Conventional pain measurement scales neglect the impact of cultural factors on pain perception and management, according to research presented at #ARA22.


The impact of cultural factors on pain perception and management is not represented in conventional pain measurement scales, according to research presented by Dr Manasi Murthy Mittinty at the ARA Annual Scientific Meeting. 

“It’s critical to address cultural differences into the diagnosis and management of pain. Conventional pain scales have only been tested for Caucasian populations and do not capture the significant influence of spirituality and chronic harm,” said Dr Mittinty, clinician and pain scientist from the Royal North Shore Hospital, Sydney. 

Dr Mittinty’s research on conceptualisation of pain by Aboriginal and Torres Strait Islander peoples revealed that it is embedded in a psycho-socio-spiritual context that is core to perceptions of health and wellbeing in Indigenous Australian communities. 

The research, which was published in the Scandinavian Journal of Pain, revealed that some experiences of pain by Indigenous people are unique. These perceptions of pain incorporate factors such as spiritual connection with pain, grief and loss, history of trauma and injury, fear of addiction to pain medication and exposure to pain from early childhood. 

Dr Mittinty spoke with Rheumatology Republic about the complexities of pain perception in the participants she interviewed. 

“We have a community with a high level of trauma and injuries and we also know that there has been great loss in the community. They have been carrying this intergenerational trauma for ages,” Dr Mittinty said. 

The inability to understand or measure these psychological and spiritual contributions to pain have perhaps been a barrier to proper pain support for Indigenous people, according to Dr Mittinty. 

“Not having tools to support their loss, grief and feelings of loss of control challenges managing pain in Indigenous people. I think the lack of appropriate measures may be an underlying reason why report of pain from Indigenous Australian perspective is missing,” she said.

Dr Mittinty’s journey researching pain started several years ago in India. She completed a PhD on chronic musculoskeletal pain with an interest in underprivileged communities, but when she moved to Australia she was unable to find similar research for Australia’s First Nations peoples. 

“I thought, I’m probably not doing a good literature search, because I couldn’t identify any studies. But when I dug deep there was no research there. I spoke to a few people and they didn’t know of any research either,” she said. 
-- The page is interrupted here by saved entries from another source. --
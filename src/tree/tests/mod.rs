pub mod helpers;
mod tests_facade;
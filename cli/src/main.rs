use anyhow::{Context, Result};
use clap::Parser;
use log::{info, LevelFilter};
use simplelog::{ColorChoice, Config as LogConfig, TermLogger, TerminalMode, WriteLogger};
use std::{fs, path::PathBuf};
use unique_permutations::serialization::{serialize_report, PermutationReport};
use unique_permutations::unique_string_permutations;

/// Command-line arguments for the application
#[derive(Parser, Debug)]
#[command(author, version, about = "Enumerates all unique permutations of a string", long_about = None)]
struct Args {
    /// String whose unique permutations are enumerated
    input: String,

    /// Keep the input's case instead of uppercasing it
    #[arg(short, long)]
    keep_case: bool,

    /// Print a JSON report instead of the plain listing
    #[arg(short, long)]
    json: bool,

    /// Print only the number of unique permutations
    #[arg(short, long, conflicts_with = "json")]
    count_only: bool,

    /// Raise log verbosity (-v: info, -vv: debug)
    #[arg(short, long, action = clap::ArgAction::Count)]
    verbose: u8,

    /// Write logs to this file instead of the terminal
    #[arg(short, long)]
    log_file: Option<PathBuf>,
}

fn main() -> Result<()> {
    let args = Args::parse();
    init_logging(&args)?;

    let input = normalize_input(&args.input, args.keep_case);
    info!("Enumerating unique permutations of {:?}", input);

    let permutations =
        unique_string_permutations(&input).context("Failed to enumerate permutations")?;
    info!("Found {} unique permutations", permutations.len());

    if args.count_only {
        println!("{}", permutations.len());
    } else if args.json {
        let report = PermutationReport::new(input, permutations);
        println!("{}", serialize_report(&report));
    } else {
        println!("Found permutations:");
        for permutation in &permutations {
            println!("{}", permutation);
        }
        println!("Total unique permutations: {}", permutations.len());
    }

    Ok(())
}

/// For simplicity the input is uppercased unless the caller opts out.
fn normalize_input(input: &str, keep_case: bool) -> String {
    if keep_case {
        input.to_owned()
    } else {
        input.to_uppercase()
    }
}

fn init_logging(args: &Args) -> Result<()> {
    let level = match args.verbose {
        0 => LevelFilter::Warn,
        1 => LevelFilter::Info,
        _ => LevelFilter::Debug,
    };

    match &args.log_file {
        Some(path) => {
            let file = fs::File::create(path)
                .with_context(|| format!("Failed to create log file {:?}", path))?;
            WriteLogger::init(level, LogConfig::default(), file)?;
        }
        None => {
            TermLogger::init(
                level,
                LogConfig::default(),
                TerminalMode::Stderr,
                ColorChoice::Auto,
            )?;
        }
    }
    Ok(())
}

#[cfg(test)]
mod tests {
    use super::normalize_input;

    #[test]
    fn uppercases_by_default() {
        assert_eq!(normalize_input("banana", false), "BANANA");
        assert_eq!(normalize_input("banana", true), "banana");
    }
}
use crate::engine::generate::{generate_all, PermutationError};

/// Enumerates every unique permutation of the characters of `input`.
///
/// The permutations are returned as owned strings in strictly increasing
/// lexicographic order (by `char` order, so uppercase sorts before
/// lowercase). Fails with [`PermutationError::InvalidInput`] when `input`
/// is empty.
pub fn unique_string_permutations(input: &str) -> Result<Vec<String>, PermutationError> {
    let symbols: Vec<char> = input.chars().collect();
    let permutations = generate_all(&symbols)?;
    Ok(permutations
        .into_iter()
        .map(|symbols| symbols.into_iter().collect())
        .collect())
}
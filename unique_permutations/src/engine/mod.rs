pub mod generate;
pub mod multiset;
pub mod next_permutation;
That’s when she met Associate Professor Lisa Jamieson, from the University of Adelaide, who had long standing relationships with Aboriginal and Torres Strait Islander peoples in South Australia. Professor Jamieson invited Dr Mittinty to create a health project on how Indigenous people experience and perceive pain.  

Dr Mittinty said the research shifted her perspective and revealed that there is much to learn from Indigenous ways of perceiving and managing pain. 

“I feel very fortunate to have spoken with some of the elders and to have heard some of their stories. It’s rare to see such resilience and bravery. It gives you a perspective that there’s a lot more struggle out there. So, what you’re dealing with personally may not be such not a big thing,” she said. 

Dr Mittinty said that participants wanted to be pain free and to lead a fuller life. She said that pain management approaches should include traditional healing methods such as yarning circles. Distraction was also cited by participants as a way to manage pain, with benefits found in music, visiting elders, sleeping and doing housework. 

Prior to this Australian research, Dr Mittinty did post-doctoral research at West Virginia University USA, where she worked alongside Professor Dan McNeil and the First Nations Appalachian community. She identified some commonalities between her research with Indigenous people in Australia and the USA and her early research in India. 

“There’s a lot more connectivity to spirituality when you experience grief or you experience any chronic condition. And I think that’s a uniform thread also coming from India which is a very culturally rich nation. You will seldom find people perceiving a health issue as purely a biological issue.

“People often try and dig deep into concepts of ‘Why has this issue it come at this point in my life? What is it trying to show me? Where does this connect to my past life? Or how I have influenced my own actions to this stage?’,” Dr Mittinty said. 

Dr Mittinty said it’s difficult trying to progress research on Indigenous health because the funding model requires pilot studies which often do not exist.  

“Even when you have the findings and try to publish it the feedback says, ‘This does not apply to a wider population’. But unless we hear every voice on the table we’ll have unfair healthcare and will always have a gap,” Dr Mittinty said.